A far more satisfying approach–at least from a policyholder’s perspective–is represented by the New Jersey Supreme Court’s decision some five years ago in Nav-Its, Inc. v. Selective Insurance Co. of America, 869 A. 2d 929 (NJ 2005). There, a contractor was hired to paint and perform floor coating and sealing work in an office building. A building tenant claimed personal injury from exposure to the fumes. The insurer argued, similarly to Scottsdale that the pollution exclusion clause barred coverage as the claimed injury was the result of the release and consequent exposure to “pollutants,” i.e. fumes. In holding for the insured, the New Jersey Supreme Court viewed its role as determining the underlying purpose for the exclusion, and concluded that product exposure of the type faced by the contractor was not “traditional” pollution. Painting and sealing fumes were a necessary consequence of handling the products and the damage they caused was within the coverage for products liability and completed operations.

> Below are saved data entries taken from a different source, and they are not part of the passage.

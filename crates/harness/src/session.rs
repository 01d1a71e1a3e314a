//! Login and session reuse
//!
//! A full login walks the auth form and synchronizes on the one network
//! request the suite ever watches. With caching enabled the authenticated
//! state is snapshotted and keyed by the credential pair, so later
//! scenarios restore it directly instead of re-walking the form. The cache
//! is an explicit object created at suite start and passed by reference —
//! no hidden process-wide state.

use std::collections::HashMap;

use parking_lot::Mutex;
use sha2::{Digest, Sha256};
use tracing::{debug, info};

use crate::browser::{Scope, SessionState};
use crate::config::Config;
use crate::error::Result;
use crate::poll::PollBudget;
use crate::target::Target;
use crate::ui::{TypeValue, Ui};

/// Local-provider authentication endpoint watched during login.
pub const AUTH_ENDPOINT: &str = "/v3-public/localProviders/local";

/// Text the post-login landing page must render.
pub const LOGIN_LANDMARK: &str = "Welcome to Rancher";

/// One credential pair plus the reuse policy.
#[derive(Debug, Clone)]
pub struct Credentials {
    pub username: String,
    pub password: String,
    pub cache_session: bool,
}

impl Credentials {
    pub fn new(username: impl AsRef<str>, password: impl AsRef<str>) -> Self {
        Self {
            username: username.as_ref().to_string(),
            password: password.as_ref().to_string(),
            cache_session: false,
        }
    }

    pub fn cached(mut self) -> Self {
        self.cache_session = true;
        self
    }

    /// Suite-default credentials from configuration.
    pub fn from_config(cfg: &Config) -> Self {
        Self {
            username: cfg.username.clone(),
            password: cfg.password.clone(),
            cache_session: cfg.cache_session,
        }
    }

    /// Cache key: digest of the credential tuple, so the map never holds
    /// plaintext credentials.
    fn cache_key(&self) -> String {
        let mut hasher = Sha256::new();
        hasher.update(self.username.as_bytes());
        hasher.update([0x1f]);
        hasher.update(self.password.as_bytes());
        hex::encode(hasher.finalize())
    }
}

/// Authenticated-state cache, keyed by credential pair.
#[derive(Default)]
pub struct SessionCache {
    inner: Mutex<HashMap<String, SessionState>>,
}

impl SessionCache {
    pub fn new() -> Self {
        Self::default()
    }

    fn get(&self, key: &str) -> Option<SessionState> {
        self.inner.lock().get(key).cloned()
    }

    fn put(&self, key: String, state: SessionState) {
        self.inner.lock().insert(key, state);
    }

    pub fn clear(&self) {
        self.inner.lock().clear();
    }

    pub fn len(&self) -> usize {
        self.inner.lock().len()
    }

    pub fn is_empty(&self) -> bool {
        self.inner.lock().is_empty()
    }
}

/// Log into the dashboard, restoring a cached session when allowed.
///
/// A cache hit issues no authentication request at all. A full login
/// watches the local-provider endpoint, submits the form (credential
/// values never reach the logs) and then requires the landing banner
/// within the login budget; either wait expiring propagates as a timeout.
pub async fn login(ui: &Ui, creds: &Credentials, cache: &SessionCache) -> Result<()> {
    let key = creds.cache_key();

    if creds.cache_session {
        if let Some(state) = cache.get(&key) {
            debug!(user = %creds.username, "session cache hit, restoring");
            ui.restore_session(&state).await?;
            return Ok(());
        }
    }

    info!(user = %creds.username, "logging into the dashboard");
    ui.browser().watch_request("POST", AUTH_ENDPOINT).await?;
    ui.goto("/auth/login").await?;

    ui.type_value(
        TypeValue::at(Target::test_id("local-login-username"), &creds.username).sensitive(),
    )
    .await?;
    ui.type_value(
        TypeValue::at(Target::test_id("local-login-password"), &creds.password).sensitive(),
    )
    .await?;
    ui.click(&Target::test_id("login-submit")).await?;

    ui.browser()
        .wait_for_request(AUTH_ENDPOINT, PollBudget::login())
        .await?;
    ui.expect_text_within(
        Scope::In(Target::test_id("banner-title")),
        LOGIN_LANDMARK,
        PollBudget::login(),
    )
    .await?;

    if creds.cache_session {
        let state = ui.snapshot_session().await?;
        cache.put(key, state);
        debug!(user = %creds.username, "session cached");
    }
    Ok(())
}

Without belaboring the distinctions in the facts of these two cases, the point to be made is quite simple: All tangible products are composed of chemicals; they cause damage only when they come in contact with property or persons in a manner not intended by the original purpose for which they were made or used. If any such exposure automatically renders the product a pollutant, then coverage is illusory for a broad array of circumstances that are not “traditional” pollution in any sense of the word. Conversely, if the courts are inclined to examine policies for their “purpose” and “intent” from the perspective of the insured, they are far more likely to find coverage when the resulting exposure and harm is not “traditional” pollution.